Strip timestamp from service logs to avoid double-timestamp issue

benhoyt commented 2 years ago

Currently when a service outputs timestamps itself we get double timestamps in the log, because Pebble also adds a timestamp-and-service-name prefix to every log line. We want to trim/strip the service's timestamp to avoid the double-up.

Some notes per discussion with Harry and Gustavo:

Add a new "time-trim" field per service: defaults to "auto", can also be "disabled" (or a format string -- maybe later)
How to do time.ParsePrefix prefix parsing? Go's time.Parse doesn't support parsing a timestamp as a prefix
- See also https://pypi.org/project/python-dateutil/ and https://github.com/araddon/dateparse
Auto-detect might detect format once at startup, or re-detect every so often
Should we used the parsed time in place of the Pebble timestamp, or just drop it?
Feedback from Thomas: fair bit of overhead, do performance testing (logs/s)

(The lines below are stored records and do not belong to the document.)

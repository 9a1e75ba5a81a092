//! Slow/error SQL fingerprint handlers.
use crate::api::error::ApiError;
use crate::api::types::{RecordSqlRequest, RecordSqlResponse, SqlFingerprintResponse};
use crate::app::AppState;
use axum::Json;
use axum::extract::rejection::JsonRejection;
use axum::extract::{Path, State};

#[utoipa::path(
    get,
    path = "/api/cc/namespace/sqlfingerprint/{name}",
    tag = "sql",
    params(
        ("name" = String, Path, description = "Namespace name")
    ),
    responses(
        (status = 200, description = "Slow and error SQL buckets", body = SqlFingerprintResponse),
        (status = 404, description = "Namespace not found", body = crate::api::types::ErrorResponse)
    )
)]
pub(crate) async fn query_sql_fingerprints(
    Path(name): Path<String>,
    State(state): State<AppState>,
) -> Result<Json<SqlFingerprintResponse>, ApiError> {
    let snapshot = state.sql_stats.query(&name).await?;
    Ok(Json(SqlFingerprintResponse {
        slow_sqls: snapshot.slow,
        err_sqls: snapshot.error,
    }))
}

#[utoipa::path(
    post,
    path = "/api/cc/namespace/sqlfingerprint/{name}",
    tag = "sql",
    params(
        ("name" = String, Path, description = "Namespace name")
    ),
    request_body = RecordSqlRequest,
    responses(
        (status = 200, description = "Statement recorded", body = RecordSqlResponse),
        (status = 400, description = "Malformed body", body = crate::api::types::ErrorResponse),
        (status = 404, description = "Namespace not found", body = crate::api::types::ErrorResponse)
    )
)]
pub(crate) async fn record_sql(
    Path(name): Path<String>,
    State(state): State<AppState>,
    body: Result<Json<RecordSqlRequest>, JsonRejection>,
) -> Result<Json<RecordSqlResponse>, ApiError> {
    let Json(body) = body?;
    let fingerprint = state.sql_stats.record(&name, &body.sql, body.class).await?;
    Ok(Json(RecordSqlResponse { fingerprint }))
}
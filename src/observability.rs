//! Observability wiring for the proxy control plane.
//!
//! # Purpose
//! Initializes the tracing subscriber, W3C trace-context propagation, optional
//! OTLP span export, and the Prometheus recorder behind the `/metrics` listener.
//!
//! # Notes
//! Initialization is guarded by `OnceLock` so tests and embedders may call it
//! repeatedly. Span export is only wired when `OTEL_EXPORTER_OTLP_ENDPOINT` is set.
use metrics_exporter_prometheus::{PrometheusBuilder, PrometheusHandle};
use opentelemetry::KeyValue;
use opentelemetry::global;
use opentelemetry::propagation::Extractor;
use opentelemetry::trace::TracerProvider;
use opentelemetry_sdk::Resource;
use std::future::Future;
use std::net::SocketAddr;
use std::sync::OnceLock;
use tracing_subscriber::EnvFilter;
use tracing_subscriber::layer::SubscriberExt;
use tracing_subscriber::util::SubscriberInitExt;

const OTLP_ENDPOINT_ENV: &str = "OTEL_EXPORTER_OTLP_ENDPOINT";

static METRICS_HANDLE: OnceLock<PrometheusHandle> = OnceLock::new();
static OBS_INIT: OnceLock<()> = OnceLock::new();
static PROPAGATOR_INIT: OnceLock<()> = OnceLock::new();

/// Install logging, tracing, and the metrics recorder once per process.
pub fn init_observability(service_name: &str) -> PrometheusHandle {
    OBS_INIT.get_or_init(|| {
        install_propagator();

        let filter = EnvFilter::try_from_default_env().unwrap_or_else(|_| EnvFilter::new("info"));
        let registry = tracing_subscriber::registry()
            .with(filter)
            .with(tracing_subscriber::fmt::layer());
        match build_tracer_provider(service_name) {
            Some(provider) => {
                let tracer = provider.tracer(service_name.to_string());
                global::set_tracer_provider(provider);
                let otel_layer = tracing_opentelemetry::layer().with_tracer(tracer);
                let _ = registry.with(otel_layer).try_init();
            }
            None => {
                let _ = registry.try_init();
            }
        }
    });

    install_metrics_recorder()
}

fn install_propagator() {
    PROPAGATOR_INIT.get_or_init(|| {
        global::set_text_map_propagator(
            opentelemetry_sdk::propagation::TraceContextPropagator::new(),
        );
    });
}

fn build_tracer_provider(
    service_name: &str,
) -> Option<opentelemetry_sdk::trace::SdkTracerProvider> {
    let endpoint = std::env::var(OTLP_ENDPOINT_ENV).ok()?;
    if endpoint.trim().is_empty() {
        return None;
    }
    let resource = Resource::builder_empty()
        .with_attributes(resource_attributes(service_name))
        .build();
    let exporter = match opentelemetry_otlp::SpanExporter::builder()
        .with_tonic()
        .build()
    {
        Ok(exporter) => exporter,
        Err(err) => {
            eprintln!("proxy-cc: OTLP exporter disabled: {err}");
            return None;
        }
    };
    Some(
        opentelemetry_sdk::trace::SdkTracerProvider::builder()
            .with_batch_exporter(exporter)
            .with_resource(resource)
            .build(),
    )
}

fn resource_attributes(service_name: &str) -> Vec<KeyValue> {
    let mut attrs = vec![KeyValue::new("service.name", service_name.to_string())];
    if let Ok(value) =
        std::env::var("PROXY_CC_INSTANCE_ID").or_else(|_| std::env::var("HOSTNAME"))
    {
        attrs.push(KeyValue::new("service.instance.id", value));
    }
    for (env, key) in [
        ("K8S_NAMESPACE_NAME", "k8s.namespace.name"),
        ("K8S_POD_NAME", "k8s.pod.name"),
        ("DEPLOYMENT_ENVIRONMENT", "deployment.environment"),
    ] {
        if let Ok(value) = std::env::var(env) {
            attrs.push(KeyValue::new(key, value));
        }
    }
    attrs
}

/// Parent context carried by `traceparent`/`tracestate` request headers.
pub fn trace_context_from_headers(headers: &axum::http::HeaderMap) -> opentelemetry::Context {
    install_propagator();
    global::get_text_map_propagator(|prop| prop.extract(&HeaderMapExtractor(headers)))
}

struct HeaderMapExtractor<'a>(&'a axum::http::HeaderMap);

impl Extractor for HeaderMapExtractor<'_> {
    fn get(&self, key: &str) -> Option<&str> {
        self.0.get(key).and_then(|value| value.to_str().ok())
    }

    fn keys(&self) -> Vec<&str> {
        self.0.keys().map(|name| name.as_str()).collect()
    }
}

pub async fn serve_metrics(handle: PrometheusHandle, addr: SocketAddr) -> std::io::Result<()> {
    let listener = tokio::net::TcpListener::bind(addr).await?;
    tracing::info!(%addr, "metrics listener started");
    serve_metrics_with_listener(handle, listener, std::future::pending()).await
}

async fn serve_metrics_with_listener<F>(
    handle: PrometheusHandle,
    listener: tokio::net::TcpListener,
    shutdown: F,
) -> std::io::Result<()>
where
    F: Future<Output = ()> + Send + 'static,
{
    let app = axum::Router::new().route(
        "/metrics",
        axum::routing::get(move || async move { handle.render() }),
    );
    axum::serve(listener, app.into_make_service())
        .with_graceful_shutdown(shutdown)
        .await
}

fn install_metrics_recorder() -> PrometheusHandle {
    METRICS_HANDLE
        .get_or_init(|| match PrometheusBuilder::new().install_recorder() {
            Ok(handle) => handle,
            Err(err) => {
                // Another recorder owns the global slot; render an empty registry.
                tracing::warn!(error = %err, "metrics recorder already installed");
                PrometheusBuilder::new().build_recorder().handle()
            }
        })
        .clone()
}
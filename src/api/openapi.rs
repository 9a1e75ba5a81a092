//! OpenAPI schema aggregation for the admin API.
//!
//! # Purpose
//! Collects every route and schema type into the document served at
//! `/api/cc/openapi.json`.
use crate::api::{
    namespaces, proxy, sql, system,
    types::{
        ErrorResponse, HealthStatus, ModifyNamespaceResponse, NamespaceChangesResponse,
        NamespaceListResponse, NamespaceQueryRequest, NamespaceSnapshotResponse,
        ProxyNodeListResponse, RecordSqlRequest, RecordSqlResponse, RegisterProxyRequest,
        SqlFingerprintResponse,
    },
};
use crate::fleet::{FleetReport, NodeReport, SyncState};
use crate::model::{
    Namespace, NamespaceChange, NamespaceChangeOp, NodeStatus, ProxyNode, RwFlag, ShardKind,
    ShardRule, Slice, SqlClass, SqlSample, User,
};
use utoipa::OpenApi;

#[derive(OpenApi)]
#[openapi(
    info(
        title = "proxy-cc",
        version = "v1",
        description = "DB proxy fleet control plane admin API"
    ),
    paths(
        system::system_health,
        namespaces::list_namespaces,
        namespaces::query_namespaces,
        namespaces::modify_namespace,
        namespaces::delete_namespace,
        namespaces::namespace_snapshot,
        namespaces::namespace_changes,
        sql::query_sql_fingerprints,
        sql::record_sql,
        proxy::fleet_fingerprints,
        proxy::register_proxy,
        proxy::deregister_proxy,
        proxy::list_proxies
    ),
    components(schemas(
        ErrorResponse,
        HealthStatus,
        Namespace,
        Slice,
        ShardRule,
        ShardKind,
        User,
        RwFlag,
        NamespaceChange,
        NamespaceChangeOp,
        NamespaceQueryRequest,
        NamespaceListResponse,
        ModifyNamespaceResponse,
        NamespaceSnapshotResponse,
        NamespaceChangesResponse,
        SqlClass,
        SqlSample,
        SqlFingerprintResponse,
        RecordSqlRequest,
        RecordSqlResponse,
        ProxyNode,
        NodeStatus,
        RegisterProxyRequest,
        ProxyNodeListResponse,
        FleetReport,
        NodeReport,
        SyncState
    )),
    tags(
        (name = "namespaces", description = "Namespace configuration"),
        (name = "sql", description = "Slow and error SQL fingerprints"),
        (name = "proxy", description = "Proxy fleet registry and verification"),
        (name = "system", description = "Health")
    )
)]
pub struct ApiDoc;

rwcarlsen commented 2 years ago

I haven't been able dig up any good examples of smartly handling parse-prefix style time parsing; all libs on the nets seem to operate on an exact/complete string. The naive thing to do is to try parsing out a timestamp out of consecutively larger prefixes - starting at some minimum length until you get a successful parse. And buffering the the entire bytestring passed to a write call if it doesn't (yet) have an entire timestamp. But this would certainly be a bit slower.

The stdlib's time.Parse is pretty good at catching "extra text" errors. If we want to avoid the brute-force checking of all prefix lengths against a parse function, we could only trim times with an explicitly user-specified format string in combination with either:

a copied+mod'd version of time.Parse that returned the index of the extra text
just extracting the extra text out of the time.Parse error

Thoughts?

benhoyt commented 2 years ago

Hmm, yeah, it'd be nice there was a time.ParsePrefix, or if time.Parse returned a more structured ExtraText error.

I definitely don't like the idea of parsing consecutively larger prefixes in a loop -- seems like a very inefficient operation to do on each log line. I'm already a bit concerned about efficiency here because this will happen on every log line.

However, after looking at the time.Parse code, I don't hate the idea of matching on "extra text" as much as I thought I might. For one thing, there's already a custom time.ParseError type with a ValueElem field that stores the (unquoted) extra text. We'd still have to detect it, though, so the code for that would look something like so:

t, err := time.Parse(layout, line)
if e, ok := err.(*time.ParseError); ok && strings.HasPrefix(e.Message, ": extra text: ") {
    prefix := line[:len(line)-len(e.ValueElem)]
    t, _ = time.Parse(layout, prefix) // parsing just the prefix should succeed
    err = nil
}

The Go authors are very unlikely to change the "extra text" message, so this doesn't seem horrible and is maybe a pragmatic approach. We'd want to good tests that'd break if Go 1.25 or whatever did change it. That said, it also doesn't seem horrible to copy a version of time.Parse into our tree and modify it.

There's another alternative: have a list of regexen, and try to match the prefix using a regex first, and only call time.Parse if it matches. However, if we supported custom time formats, we'd need something that converted a Go time layout into a regex -- that's probably not too hard, but may be more work than it's worth. (With the default "auto-recognize timestamp" we could hard code the regexes.)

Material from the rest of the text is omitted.